28 Apr, 2016 By: Troy Harrison, Salesforce Solutions

Recently, I was engaged in a debate with someone in one of my training classes.  The salesman that engaged me was a good guy; well intentioned, but like a lot of salespeople, he’d been trained to use some bad techniques.  He asked me about a particular technique for voice mail that relies on deception (getting the contact to believe you are a customer, rather than a salesperson) to get the contact to call you back.

 “It works,” he said.  “I get a lot of calls back.”  When I asked him how many of those call-backs resulted in sales, his answer got a lot more vague – but I can’t blame him.  It occurred to me that one of our problems in building sales methodology, is that we (salespeople and trainers) many times define “success” incorrectly.  We only look at the immediate step rather than the overall result.  So how should we define success?

The ultimate success in selling is when you sell a customer and they’re enthusiastic about buying from you, and repeatedly. They will evangelize for you by giving testimonials and referrals.  That’s the ultimate success in selling.  Too often, we settle for much less, and the reason is, it’s the way that we sell to our customers.  Let’s look at a sales process and see where we can go wrong – at EACH STEP – to prevent ourselves from doing that.
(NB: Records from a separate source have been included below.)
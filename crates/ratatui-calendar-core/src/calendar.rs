//! The single-date calendar state machine.
//!
//! [`CalendarState`] tracks the visible month, the focused cell and the committed value. All
//! operations are synchronous and total: a refused operation (read-only, disabled, out of
//! bounds) leaves the state untouched and is only visible as "nothing changed".
use crate::announce::Announcer;
use crate::announce::NoopAnnouncer;
use crate::config::CalendarConfig;
use crate::date;
use crate::format::DateFormatter;
use crate::format::EnglishFormatter;
use crate::format::FormatProfile;
use crate::grid::MonthGrid;
use crate::grid::WeekDay;
use crate::grid::week_days;
use chrono::Datelike;
use chrono::NaiveDate;
use chrono::Weekday;
use std::fmt;
use std::sync::atomic::AtomicUsize;
use std::sync::atomic::Ordering;

static NEXT_ID: AtomicUsize = AtomicUsize::new(1);

fn next_id() -> String {
    format!("calendar-{}", NEXT_ID.fetch_add(1, Ordering::Relaxed))
}

pub struct CalendarState {
    id: String,
    value: Option<NaiveDate>,
    min_date: Option<NaiveDate>,
    max_date: Option<NaiveDate>,
    current_month: NaiveDate,
    focused_date: NaiveDate,
    today: NaiveDate,
    is_disabled: bool,
    is_read_only: bool,
    is_focused: bool,
    week_start_override: Option<Weekday>,
    grid: MonthGrid,
    week_days: Vec<WeekDay>,
    announcer: Box<dyn Announcer>,
    formatter: Box<dyn DateFormatter>,
    on_change: Option<Box<dyn FnMut(&str)>>,
}

impl fmt::Debug for CalendarState {
    fn fmt(&self, f: &mut fmt::Formatter<'_>) -> fmt::Result {
        f.debug_struct("CalendarState")
            .field("id", &self.id)
            .field("value", &self.value)
            .field("min_date", &self.min_date)
            .field("max_date", &self.max_date)
            .field("current_month", &self.current_month)
            .field("focused_date", &self.focused_date)
            .field("is_disabled", &self.is_disabled)
            .field("is_read_only", &self.is_read_only)
            .field("is_focused", &self.is_focused)
            .field("week_start", &self.grid.week_start())
            .finish_non_exhaustive()
    }
}

impl Default for CalendarState {
    fn default() -> Self {
        Self::new(CalendarConfig::default())
    }
}

impl CalendarState {
    pub fn new(config: CalendarConfig) -> Self {
        let today = config
            .today
            .unwrap_or_else(|| chrono::Local::now().date_naive());
        let value = date::parse_date(config.value.as_deref())
            .or_else(|| date::parse_date(config.default_value.as_deref()));

        let mut min_date = date::parse_date(config.min_value.as_deref());
        let mut max_date = date::parse_date(config.max_value.as_deref());
        if let (Some(min), Some(max)) = (min_date, max_date) {
            if min > max {
                tracing::debug!(%min, %max, "swapping inverted calendar bounds");
                std::mem::swap(&mut min_date, &mut max_date);
            }
        }

        let initial = value.unwrap_or(today);
        let focused_date = if date::is_invalid_date_range(Some(initial), min_date, max_date) {
            date::closest_to(Some(initial), [min_date, max_date].into_iter().flatten().map(Some))
                .unwrap_or(initial)
        } else {
            initial
        };

        let formatter: Box<dyn DateFormatter> = Box::new(EnglishFormatter::new());
        let week_start = config.week_start.unwrap_or_else(|| formatter.week_start());
        let current_month = date::start_of_month(focused_date);

        Self {
            id: config.id.unwrap_or_else(next_id),
            value,
            min_date,
            max_date,
            current_month,
            focused_date,
            today,
            is_disabled: config.is_disabled,
            is_read_only: config.is_read_only,
            is_focused: config.auto_focus,
            week_start_override: config.week_start,
            grid: MonthGrid::new(current_month, week_start),
            week_days: week_days(week_start, formatter.as_ref()),
            announcer: Box::new(NoopAnnouncer),
            formatter,
            on_change: None,
        }
    }

    pub fn with_announcer(mut self, announcer: impl Announcer + 'static) -> Self {
        self.announcer = Box::new(announcer);
        self
    }

    /// Replaces the formatter. Unless the config pinned a week start, the grid is rebuilt with
    /// the formatter's week start.
    pub fn with_formatter(mut self, formatter: impl DateFormatter + 'static) -> Self {
        self.formatter = Box::new(formatter);
        let week_start = self
            .week_start_override
            .unwrap_or_else(|| self.formatter.week_start());
        self.grid = MonthGrid::new(self.current_month, week_start);
        self.week_days = week_days(week_start, self.formatter.as_ref());
        self
    }

    /// Called with the `yyyy-MM-dd` value after every successful commit.
    pub fn with_on_change(mut self, on_change: impl FnMut(&str) + 'static) -> Self {
        self.on_change = Some(Box::new(on_change));
        self
    }

    pub fn id(&self) -> &str {
        &self.id
    }

    pub fn value(&self) -> Option<NaiveDate> {
        self.value
    }

    pub fn min_date(&self) -> Option<NaiveDate> {
        self.min_date
    }

    pub fn max_date(&self) -> Option<NaiveDate> {
        self.max_date
    }

    /// First day of the displayed month.
    pub fn current_month(&self) -> NaiveDate {
        self.current_month
    }

    /// Displayed month, 1-based.
    pub fn month(&self) -> u32 {
        self.current_month.month()
    }

    pub fn year(&self) -> i32 {
        self.current_month.year()
    }

    pub fn focused_date(&self) -> NaiveDate {
        self.focused_date
    }

    pub fn today(&self) -> NaiveDate {
        self.today
    }

    /// Updates "today", e.g. when a long-lived session crosses midnight.
    pub fn set_today(&mut self, today: NaiveDate) {
        self.today = today;
    }

    pub fn is_disabled(&self) -> bool {
        self.is_disabled
    }

    pub fn is_read_only(&self) -> bool {
        self.is_read_only
    }

    pub fn is_focused(&self) -> bool {
        self.is_focused
    }

    pub fn week_start(&self) -> Weekday {
        self.grid.week_start()
    }

    pub fn week_days(&self) -> &[WeekDay] {
        &self.week_days
    }

    pub fn grid(&self) -> &MonthGrid {
        &self.grid
    }

    /// The visible weeks, 7 dates each, including adjacent-month filler.
    pub fn days_in_month(&self) -> &[Vec<NaiveDate>] {
        self.grid.weeks()
    }

    pub fn formatter(&self) -> &dyn DateFormatter {
        self.formatter.as_ref()
    }

    pub fn format(&self, date: NaiveDate, profile: FormatProfile) -> String {
        self.formatter.format(date, profile)
    }

    /// `true` when selection is currently allowed.
    pub fn is_editable(&self) -> bool {
        !self.is_disabled && !self.is_read_only
    }

    pub fn is_out_of_bounds(&self, date: NaiveDate) -> bool {
        date::is_invalid_date_range(Some(date), self.min_date, self.max_date)
    }

    pub fn set_focused(&mut self, is_focused: bool) {
        self.is_focused = is_focused;
    }

    /// Shows the month containing `date`. Announces the new month when the calendar does not
    /// hold keyboard focus.
    pub fn set_current_month(&mut self, date: NaiveDate) {
        let month = date::start_of_month(date);
        if month == self.current_month {
            return;
        }
        self.current_month = month;
        self.grid = MonthGrid::new(month, self.grid.week_start());
        tracing::trace!(%month, rows = self.grid.rows(), "regenerated month grid");
        if !self.is_focused {
            let label = self.format(month, FormatProfile::MonthYear);
            self.announcer.announce(&label);
        }
    }

    /// Moves focus without applying bounds; used for pointer focus on an enabled cell.
    pub fn set_focused_date(&mut self, date: NaiveDate) {
        if !date::is_same_month(date, self.current_month) {
            self.set_current_month(date);
        }
        self.focused_date = date;
    }

    /// Focuses `date`, switching months if needed.
    ///
    /// Out-of-bounds targets are clamped to the nearest bound that shares their month; a target
    /// whose month contains no bound is ignored.
    pub fn focus_cell(&mut self, date: NaiveDate) {
        if !self.is_out_of_bounds(date) {
            self.set_focused_date(date);
            return;
        }

        let same_month = [self.min_date, self.max_date]
            .into_iter()
            .flatten()
            .filter(|bound| date::is_same_month(date, *bound))
            .map(Some);
        let Some(clamped) = date::closest_to(Some(date), same_month) else {
            tracing::debug!(%date, "focus target outside bounds; ignoring");
            return;
        };
        tracing::debug!(%date, %clamped, "clamping focus to bound");
        self.set_focused_date(clamped);
    }

    pub fn focus_next_day(&mut self) {
        self.focus_cell(date::add_days(self.focused_date, 1));
    }

    pub fn focus_previous_day(&mut self) {
        self.focus_cell(date::sub_days(self.focused_date, 1));
    }

    pub fn focus_next_week(&mut self) {
        self.focus_cell(date::add_weeks(self.focused_date, 1));
    }

    pub fn focus_previous_week(&mut self) {
        self.focus_cell(date::sub_weeks(self.focused_date, 1));
    }

    pub fn focus_next_month(&mut self) {
        self.focus_cell(date::add_months(self.focused_date, 1));
    }

    pub fn focus_previous_month(&mut self) {
        self.focus_cell(date::sub_months(self.focused_date, 1));
    }

    pub fn focus_next_year(&mut self) {
        self.focus_cell(date::add_years(self.focused_date, 1));
    }

    pub fn focus_previous_year(&mut self) {
        self.focus_cell(date::sub_years(self.focused_date, 1));
    }

    pub fn focus_start_of_month(&mut self) {
        self.focus_cell(date::start_of_month(self.focused_date));
    }

    pub fn focus_end_of_month(&mut self) {
        self.focus_cell(date::end_of_month(self.focused_date));
    }

    /// Commits `date` as the value. Returns `false` (and changes nothing) when the calendar is
    /// disabled or read-only, or when `date` is out of bounds.
    pub fn set_date_value(&mut self, date: NaiveDate) -> bool {
        if !self.is_editable() {
            tracing::debug!(
                %date,
                disabled = self.is_disabled,
                read_only = self.is_read_only,
                "selection refused"
            );
            return false;
        }
        if self.is_out_of_bounds(date) {
            tracing::debug!(%date, "selection outside bounds refused");
            return false;
        }

        self.value = Some(date);
        let label = self.format(date, FormatProfile::Ordinal);
        self.announcer.announce(&format!("Selected Date: {label}"));
        if let Some(on_change) = self.on_change.as_mut() {
            on_change(&date::stringify_date(date));
        }
        true
    }

    pub fn select_date(&mut self, date: NaiveDate) -> bool {
        self.set_date_value(date)
    }

    pub fn select_focused_date(&mut self) -> bool {
        self.set_date_value(self.focused_date)
    }

    pub(crate) fn announce(&self, message: &str) {
        self.announcer.announce(message);
    }

    /// Stores a value without announcing or notifying; used by the range calendar.
    pub(crate) fn set_value_silently(&mut self, value: Option<NaiveDate>) {
        self.value = value;
    }
}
Initial contact:  Typically this is a prospecting call but it can be a call from the customer to you.  Our objective is to turn this initial contact into an opportunity to discover the customer’s needs and then present solutions. Definition of success:  The customer is interested enough to enter into a sales process with us. Failure point:  Either we don’t give the customer a reason to be interested, or worse, we say something that creates a NEGATIVE impression so that the customer becomes biased against us.  Deceptive tactics fall under this umbrella.
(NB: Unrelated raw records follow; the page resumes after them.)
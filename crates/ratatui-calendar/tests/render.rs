use chrono::NaiveDate;
use ratatui::buffer::Buffer;
use ratatui::layout::Rect;
use ratatui::style::Modifier;
use ratatui_calendar::calendar::CalendarState;
use ratatui_calendar::calendar_view::CalendarView;
use ratatui_calendar::calendar_view::CalendarViewAction;
use ratatui_calendar::config::CalendarConfig;
use ratatui_calendar::config::RangeCalendarConfig;
use ratatui_calendar::input::InputEvent;
use ratatui_calendar::input::KeyModifiers;
use ratatui_calendar::input::MouseButton;
use ratatui_calendar::input::MouseEvent;
use ratatui_calendar::input::MouseEventKind;
use ratatui_calendar::range::RangeCalendarState;
use ratatui_calendar::theme::CalendarTheme;

fn d(y: i32, m: u32, day: u32) -> NaiveDate {
    NaiveDate::from_ymd_opt(y, m, day).expect("valid date")
}

fn row(buf: &Buffer, y: u16) -> String {
    (0..buf.area.width)
        .map(|x| buf[(x, y)].symbol().to_string())
        .collect()
}

fn click(x: u16, y: u16) -> InputEvent {
    InputEvent::Mouse(MouseEvent {
        x,
        y,
        kind: MouseEventKind::Down(MouseButton::Left),
        modifiers: KeyModifiers::none(),
    })
}

#[test]
fn march_2024_layout() {
    let s = CalendarState::new(CalendarConfig::new().today(d(2024, 3, 15)).auto_focus(true));
    let mut view = CalendarView::new();
    let area = Rect::new(0, 0, 21, 8);
    let mut buf = Buffer::empty(area);
    view.render(area, &mut buf, &CalendarTheme::default(), &s);

    assert_eq!(row(&buf, 0), "‹     March 2024    ›");
    assert_eq!(row(&buf, 1), " Su Mo Tu We Th Fr Sa");
    // Feb 25 through Mar 2, day numbers centered in 3-column cells.
    assert_eq!(row(&buf, 2), " 25 26 27 28 29 1  2 ");
    // Sixth week row: Mar 31 then April filler.
    assert_eq!(row(&buf, 7), " 31 1  2  3  4  5  6 ");

    // Mar 15 is a Friday on the third week row.
    let focused = &buf[(16, 4)];
    assert!(focused.modifier.contains(Modifier::REVERSED));
    assert!(!buf[(13, 4)].modifier.contains(Modifier::REVERSED));
}

#[test]
fn clicks_build_a_range() {
    let mut s = RangeCalendarState::new(RangeCalendarConfig::new().today(d(2024, 3, 15)));
    let mut view = CalendarView::new();
    let area = Rect::new(0, 0, 21, 8);
    let theme = CalendarTheme::default();
    let mut buf = Buffer::empty(area);
    view.render(area, &mut buf, &theme, &s);

    // Mar 4 (Monday, second row) then Mar 6.
    assert_eq!(view.handle_event(click(4, 3), &mut s), CalendarViewAction::SelectionChanged);
    assert_eq!(s.anchor_date(), Some(d(2024, 3, 4)));
    assert_eq!(view.handle_event(click(10, 3), &mut s), CalendarViewAction::SelectionChanged);
    let range = s.value().expect("committed range");
    assert_eq!((range.start(), range.end()), (d(2024, 3, 4), d(2024, 3, 6)));

    let mut buf = Buffer::empty(area);
    view.render(area, &mut buf, &theme, &s);
    let selected_bg = theme.selected.bg;
    assert_eq!(buf[(7, 3)].bg, selected_bg.expect("selected background"));
}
Discovery:  Our purpose here is to work in tandem with the customer, to discover their needs, define the successful result of a purchase, and create interest in a Presentation. Definition of success:  You discover their needs and the customer agrees that you have identified them, and is enthusiastic about seeing a presentation. Failure Point:  You skip or shortcut the needs, you don’t get the customer’s agreement that these are the actual needs; you move to Presentation before the customer is ready.

Presentation:  Our purpose here is to show the customer how we can satisfy the needs and meet the customer’s criteria for a successful result. Definition of success:  The customer’s interest increases, the customer agrees that your solution would achieve their desired result, and they request a proposal.  Failure Point:  You don’t show the customer how you can achieve their needs, you don’t really confirm with them that you have achieved their needs, or worse – you do or say something that is perceived as deceptive. Rushing through a Presentation to get to the Proposal will create customer discomfort.

Proposal:  We show the price and terms of our solution. Definition of success:  The customer understands the price and terms clearly because we present in a simple fashion with no “fine print” involved. Failure Point:  You quote a proposal that glosses over important details, leaving the customer surprised later on by things like incidental and ancillary charges, etc.  You use many “sales words” that increase customer skepticism about your credibility.

Closing:  We want to get the business in a customer-friendly fashion. Definition of success:  Your customer agrees, enthusiastically, to buy.  Failure Point:  You ‘hard close’ the customer until they bleed from the ears. Maybe you even get the order but the experience is so unpleasant that they won’t repeat and won’t evangelize. When I first started in sales, selling cars, we had a sales manager that was nicknamed “The Hammer” because of his hard closing style. Many times he “hammered” a customer into buying a car – but rarely ever returned our calls again.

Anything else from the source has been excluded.